Is finetuning still worth it as models advance so fast? Any real-world use cases...

probably_wrong · on May 25, 2024

Yes.

I have non-English human data annotated in a format that was designed for a very specific health-related study. LLMs haver never seen these annotations, non-English LLMs are not a top priority for companies, and we can only use offline-first ones for data privacy reasons.

In this scenario fine-tuning a general purpose LM works wonders.

newswasboring · on May 25, 2024

What is your strategy for this? Do you finetune when a new flagship model is made available? You said local first, so I'm guessing you might have finetuned llama. But there are llama fine-tunes available which have better performance than the base model. How do you choose?

probably_wrong · on May 25, 2024

Our strategy is to take a well-known, battle-tested model as a base, train it, and then hopefully one day release the fine-tuned model on HuggingFace.

Other than that, fine-tunes don't really matter for us because not many people are rushing to beat the top models on (say) Georgian POS tagging or Urdu sentiment analysis.

As long as the model can turn language into a reasonable vector, we're happy with it.

sp332 · on May 25, 2024

Fine tuning can be useful if you need to generate lots of output in a particular format. You can fine-tune on formatted messages, and then the model will generate that automatically. That could save a bunch of tokens explaining the output format in every prompt.

NeutralForest · on May 25, 2024

You can use structured generation instead of fiddling with the prompt, which is unreliable. https://github.com/outlines-dev/outlines

codetrotter · on May 25, 2024

Does this Python package control the LLMs using something other than text? Or is the end result still that that Python package wraps your prompt with additional text containing additional instructions that become part of the prompt itself?

tikhonj · on May 25, 2024

Looks like it actually changes how you do token generation to conform to a given context-free grammar. It's a way to structure how you sample from the model rather than a tweak to the prompt, so it's more efficient and guarantees that the output matches the formal grammar.

There's a reference to the paper that describes the method at the bottom of the README: https://arxiv.org/pdf/2307.09702

sp332 · on May 25, 2024

The output of the LLM is not just one token, but a statistical distribution across all possible output tokens. The tool you use to generate output will sample from this distribution with various techniques, and you can put constraints on it like not being too repetitive.
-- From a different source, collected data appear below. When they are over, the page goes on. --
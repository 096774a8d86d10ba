use axum::{
    Json,
    extract::{Path, State},
};
use serde::Deserialize;
use serde_json::Value;
use tracing::{info, warn};

use super::{ApiError, ApiQuery, AppState, BearerToken, bounded_limit};
use crate::{
    mood::MoodSummary,
    types::{PlaylistsBody, TracksBody},
};

#[derive(Debug, Deserialize)]
pub struct LimitQuery {
    pub limit: Option<u32>,
}

#[derive(Debug, Deserialize)]
pub struct SearchQuery {
    pub q: Option<String>,
    pub limit: Option<u32>,
}

pub async fn featured_playlists(
    State(state): State<AppState>,
    token: BearerToken,
    ApiQuery(query): ApiQuery<LimitQuery>,
) -> Result<Json<PlaylistsBody>, ApiError> {
    let limit = bounded_limit(query.limit, 20, 50)?;
    let playlists = state.spotify(&token).featured_playlists(limit).await?;
    Ok(Json(PlaylistsBody { playlists }))
}

pub async fn user_playlists(
    State(state): State<AppState>,
    token: BearerToken,
    ApiQuery(query): ApiQuery<LimitQuery>,
) -> Result<Json<PlaylistsBody>, ApiError> {
    let limit = bounded_limit(query.limit, 50, 50)?;
    let playlists = state.spotify(&token).user_playlists(limit).await?;
    Ok(Json(PlaylistsBody { playlists }))
}

pub async fn playlist_tracks(
    State(state): State<AppState>,
    token: BearerToken,
    Path(playlist_id): Path<String>,
    ApiQuery(query): ApiQuery<LimitQuery>,
) -> Result<Json<TracksBody>, ApiError> {
    let limit = bounded_limit(query.limit, 50, 100)?;
    let tracks = state
        .spotify(&token)
        .playlist_tracks(&playlist_id, limit)
        .await?;
    Ok(Json(TracksBody { tracks }))
}

pub async fn playlist_mood(
    State(state): State<AppState>,
    token: BearerToken,
    Path(playlist_id): Path<String>,
) -> Result<Json<MoodSummary>, ApiError> {
    let summary = state.spotify(&token).playlist_mood(&playlist_id).await?;
    if summary.is_unknown() {
        warn!(playlist_id = %playlist_id, "no audio features for playlist");
    }
    info!(
        playlist_id = %playlist_id,
        mood = %summary.overall_mood,
        score = summary.mood_score,
        "playlist mood computed"
    );
    Ok(Json(summary))
}

pub async fn user_profile(
    State(state): State<AppState>,
    token: BearerToken,
) -> Result<Json<Value>, ApiError> {
    let profile = state.spotify(&token).user_profile().await?;
    if profile.is_null() {
        return Err(ApiError::NotFound("User profile not found".to_string()));
    }
    Ok(Json(profile))
}

pub async fn search(
    State(state): State<AppState>,
    token: BearerToken,
    ApiQuery(query): ApiQuery<SearchQuery>,
) -> Result<Json<TracksBody>, ApiError> {
    let q = query
        .q
        .map(|q| q.trim().to_string())
        .filter(|q| !q.is_empty())
        .ok_or_else(|| ApiError::BadRequest("q must not be empty".to_string()))?;
    let limit = bounded_limit(query.limit, 20, 50)?;

    let tracks = state.spotify(&token).search_tracks(&q, limit).await?;
    Ok(Json(TracksBody { tracks }))
}
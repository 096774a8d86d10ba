mod auth;

pub use auth::TokenCacheError;
pub use auth::TokenManager;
Some of them support getting very specific about the allowed output format, e.g. https://github.com/ggerganov/llama.cpp/blob/master/grammars/... So even if the LLM says that an invalid token is the most likely next token, the tool will never select it for output. It will only sample from valid tokens.

progbits · on May 25, 2024

No it limits what tokens the LLM can output. The output is guaranteed to follow the schema.

kgeist · on May 25, 2024

>Is finetuning still worth it as models advance so fast? Any real-world use cases?
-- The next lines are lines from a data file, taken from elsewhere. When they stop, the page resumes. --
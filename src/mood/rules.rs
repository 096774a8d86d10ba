//! Ordered mood category rules.
//!
//! Classification walks [`MOOD_RULES`] top to bottom and takes the first rule
//! whose predicate holds. The bands overlap and leave gaps. The
//! position of a rule in the table decides which category wins, so moving an
//! entry changes results.

/// Playlist mood categories, in rule order.
#[derive(Debug, Clone, Copy, PartialEq, Eq)]
pub enum MoodCategory {
    EnergeticUplifting,
    RelaxedCool,
    ChillMellow,
    MelancholicReflective,
    IntenseFocused,
    DanceableGroovy,
    BalancedVersatile,
}

impl MoodCategory {
    pub const ALL: [MoodCategory; 7] = [
        MoodCategory::EnergeticUplifting,
        MoodCategory::RelaxedCool,
        MoodCategory::ChillMellow,
        MoodCategory::MelancholicReflective,
        MoodCategory::IntenseFocused,
        MoodCategory::DanceableGroovy,
        MoodCategory::BalancedVersatile,
    ];

    pub fn label(&self) -> &'static str {
        match self {
            MoodCategory::EnergeticUplifting => "Energetic & Uplifting",
            MoodCategory::RelaxedCool => "Relaxed & Cool",
            MoodCategory::ChillMellow => "Chill & Mellow",
            MoodCategory::MelancholicReflective => "Melancholic & Reflective",
            MoodCategory::IntenseFocused => "Intense & Focused",
            MoodCategory::DanceableGroovy => "Danceable & Groovy",
            MoodCategory::BalancedVersatile => "Balanced & Versatile",
        }
    }

    pub fn description(&self) -> &'static str {
        match self {
            MoodCategory::EnergeticUplifting => {
                "This playlist is bursting with energy and positivity! Perfect for workouts, parties, or boosting your motivation. High tempo tracks keep the excitement going."
            }
            MoodCategory::RelaxedCool => {
                "This playlist creates a calm and cool atmosphere perfect for unwinding. The moderate tempo and positive vibes help reduce stress and create a peaceful environment."
            }
            MoodCategory::ChillMellow => {
                "Ultra-chill vibes with mellow tones. Great for studying, meditation, or late-night relaxation. Low energy with gentle positivity creates a soothing ambiance."
            }
            MoodCategory::MelancholicReflective => {
                "A contemplative playlist with introspective tones. Low energy and subdued mood create space for deep thoughts and emotional reflection."
            }
            MoodCategory::IntenseFocused => {
                "High-energy tracks with serious undertones. Perfect for intense focus, gaming, or powering through challenging tasks. Maintains drive without excessive cheerfulness."
            }
            MoodCategory::DanceableGroovy => {
                "Made for moving! High danceability with infectious rhythms. Whether you're at a party or dancing alone, these tracks will get you grooving."
            }
            MoodCategory::BalancedVersatile => {
                "A well-rounded mix with moderate energy and mood. Versatile enough for various activities - background music, casual listening, or light tasks."
            }
        }
    }
}

impl std::fmt::Display for MoodCategory {
    fn fmt(&self, f: &mut std::fmt::Formatter<'_>) -> std::fmt::Result {
        f.write_str(self.label())
    }
}

/// One row of the rule table: `matches(energy, valence, danceability)`.
pub struct MoodRule {
    pub category: MoodCategory,
    pub matches: fn(f64, f64, f64) -> bool,
}

pub const MOOD_RULES: &[MoodRule] = &[
    MoodRule {
        category: MoodCategory::EnergeticUplifting,
        matches: |e, v, _| e > 0.7 && v > 0.7,
    },
    MoodRule {
        category: MoodCategory::RelaxedCool,
        matches: |e, v, _| (0.3..=0.6).contains(&e) && (0.5..=0.85).contains(&v),
    },
    MoodRule {
        category: MoodCategory::ChillMellow,
        matches: |e, v, _| e < 0.4 && v > 0.5,
    },
    MoodRule {
        category: MoodCategory::MelancholicReflective,
        matches: |e, v, _| e < 0.4 && v < 0.4,
    },
    MoodRule {
        category: MoodCategory::IntenseFocused,
        matches: |e, v, _| e > 0.7 && (0.3..=0.6).contains(&v),
    },
    MoodRule {
        category: MoodCategory::DanceableGroovy,
        matches: |_, _, d| d > 0.7,
    },
];

/// First matching category, [`MoodCategory::BalancedVersatile`] otherwise.
pub fn classify(energy: f64, valence: f64, danceability: f64) -> MoodCategory {
    MOOD_RULES
        .iter()
        .find(|rule| (rule.matches)(energy, valence, danceability))
        .map(|rule| rule.category)
        .unwrap_or(MoodCategory::BalancedVersatile)
}

#[cfg(test)]
mod tests {
    use super::*;

    #[test]
    fn test_rule_table_order() {
        let order: Vec<MoodCategory> = MOOD_RULES.iter().map(|r| r.category).collect();
        assert_eq!(order, MoodCategory::ALL[..6].to_vec());
    }

    #[test]
    fn test_each_rule_reachable() {
        assert_eq!(classify(0.9, 0.9, 0.1), MoodCategory::EnergeticUplifting);
        assert_eq!(classify(0.5, 0.6, 0.1), MoodCategory::RelaxedCool);
        assert_eq!(classify(0.2, 0.9, 0.1), MoodCategory::ChillMellow);
        assert_eq!(classify(0.2, 0.2, 0.1), MoodCategory::MelancholicReflective);
        assert_eq!(classify(0.9, 0.5, 0.1), MoodCategory::IntenseFocused);
        assert_eq!(classify(0.65, 0.45, 0.9), MoodCategory::DanceableGroovy);
        assert_eq!(classify(0.65, 0.45, 0.5), MoodCategory::BalancedVersatile);
    }

    #[test]
    fn test_first_match_wins_on_overlap() {
        // e=0.35, v=0.6 satisfies both "Relaxed & Cool" and "Chill & Mellow"
        assert!((MOOD_RULES[1].matches)(0.35, 0.6, 0.0));
        assert!((MOOD_RULES[2].matches)(0.35, 0.6, 0.0));
        assert_eq!(classify(0.35, 0.6, 0.0), MoodCategory::RelaxedCool);

        // high danceability loses to any earlier energy/valence rule
        assert_eq!(classify(0.9, 0.9, 0.95), MoodCategory::EnergeticUplifting);
        assert_eq!(classify(0.2, 0.2, 0.95), MoodCategory::MelancholicReflective);
    }

    #[test]
    fn test_strict_and_inclusive_boundaries() {
        // strict `>` on rule 1
        assert_ne!(classify(0.7, 0.7, 0.0), MoodCategory::EnergeticUplifting);
        assert_eq!(classify(0.7, 0.7, 0.0), MoodCategory::BalancedVersatile);
        assert_eq!(classify(0.7, 0.7, 0.8), MoodCategory::DanceableGroovy);

        // inclusive bands on rule 2
        assert_eq!(classify(0.3, 0.5, 0.0), MoodCategory::RelaxedCool);
        assert_eq!(classify(0.6, 0.85, 0.0), MoodCategory::RelaxedCool);
        assert_ne!(classify(0.61, 0.85, 0.0), MoodCategory::RelaxedCool);

        // v exactly 0.4 / 0.5 with low energy falls between rules 3 and 4
        assert_eq!(classify(0.2, 0.4, 0.0), MoodCategory::BalancedVersatile);
        assert_eq!(classify(0.2, 0.5, 0.0), MoodCategory::BalancedVersatile);

        // inclusive valence band on rule 5
        assert_eq!(classify(0.71, 0.3, 0.0), MoodCategory::IntenseFocused);
        assert_eq!(classify(0.71, 0.6, 0.0), MoodCategory::IntenseFocused);

        // strict `>` on danceability
        assert_eq!(classify(0.65, 0.45, 0.7), MoodCategory::BalancedVersatile);
    }

    #[test]
    fn test_classification_is_total_over_unit_cube() {
        let steps: Vec<f64> = (0..=20).map(|i| i as f64 / 20.0).collect();
        for &e in &steps {
            for &v in &steps {
                for &d in &steps {
                    let category = classify(e, v, d);
                    assert!(MoodCategory::ALL.contains(&category));
                }
            }
        }
    }

    #[test]
    fn test_labels_are_unique() {
        let mut labels: Vec<&str> = MoodCategory::ALL.iter().map(|c| c.label()).collect();
        labels.sort();
        labels.dedup();
        assert_eq!(labels.len(), 7);
        assert_eq!(MoodCategory::ChillMellow.to_string(), "Chill & Mellow");
    }
}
Internal corporate data GPT4 was never exposed to?

simonw · on May 25, 2024

I still haven't seen really convincing evidence that fine tuning is useful for the internal corporate data use-case (as opposed to RAG which seems to work really well.)

ankit219 · on May 25, 2024

Finetuning would never add any new knowledge. For internal corporate data, use RAG or train a model from scratch. Finetuning would not help anyone answer a question from that data.

qeternity · on May 25, 2024

This isn’t true at all. Fine tune with a single sample and see what happens to your model.

ankit219 · on May 25, 2024

Will share a longer post on this once I finish it. I have tested this multiple times, on bigger models, on custom smaller models, and it does not work.

In a strict sense, finetuning can add new knowledge but for that you need millions of tokens and multiple runs without using LoRA or Peft. For practical purposes, it does not.

qeternity · on May 26, 2024

I get the sense that you want to do the anti-RAG: take some relatively small corpus of data, train a lora, and then magically have a chatbot that knows your stuff...yeah, that will not work.

But chatbots are only one single use-case. And broadly I think this pattern of LLM-as-store-of-knowledge is a bad one (of course, until ASI, and then it isn't).

That said, you absolutely can impart new knowledge through fine-tuning. Millions of tokens is a rather small hurdle to overcome. And if you're not retraining with original/general data, then your model will become very specialized and possibly overfit...which is not an issue in many instances, and may even be desirable.

F-Lexx · on May 25, 2024

Bring on the new post and more details, this stuff is interesting.

zwaps · on May 25, 2024

PEFT is not for adding knowledge, that's obvious

Exuma · on May 25, 2024

How does one do RAG? I see it mentioned like 20 times

behnamoh · on May 25, 2024

This article reviews some of the most advanced RAG methods: https://medium.com/@krtarunsingh/advanced-rag-techniques-unl...

(not mine)

meiraleal · on May 25, 2024

you supply to the LLM the subset of data that you need for a specific prompt. That's RAG.

barrell · on May 25, 2024

When it comes to traditional NLP related tasks, LLMs are far below dedicated NLP pipelines like POS tagging and feature tagging. However, fine tuning bridges the gap quite a bit between the two.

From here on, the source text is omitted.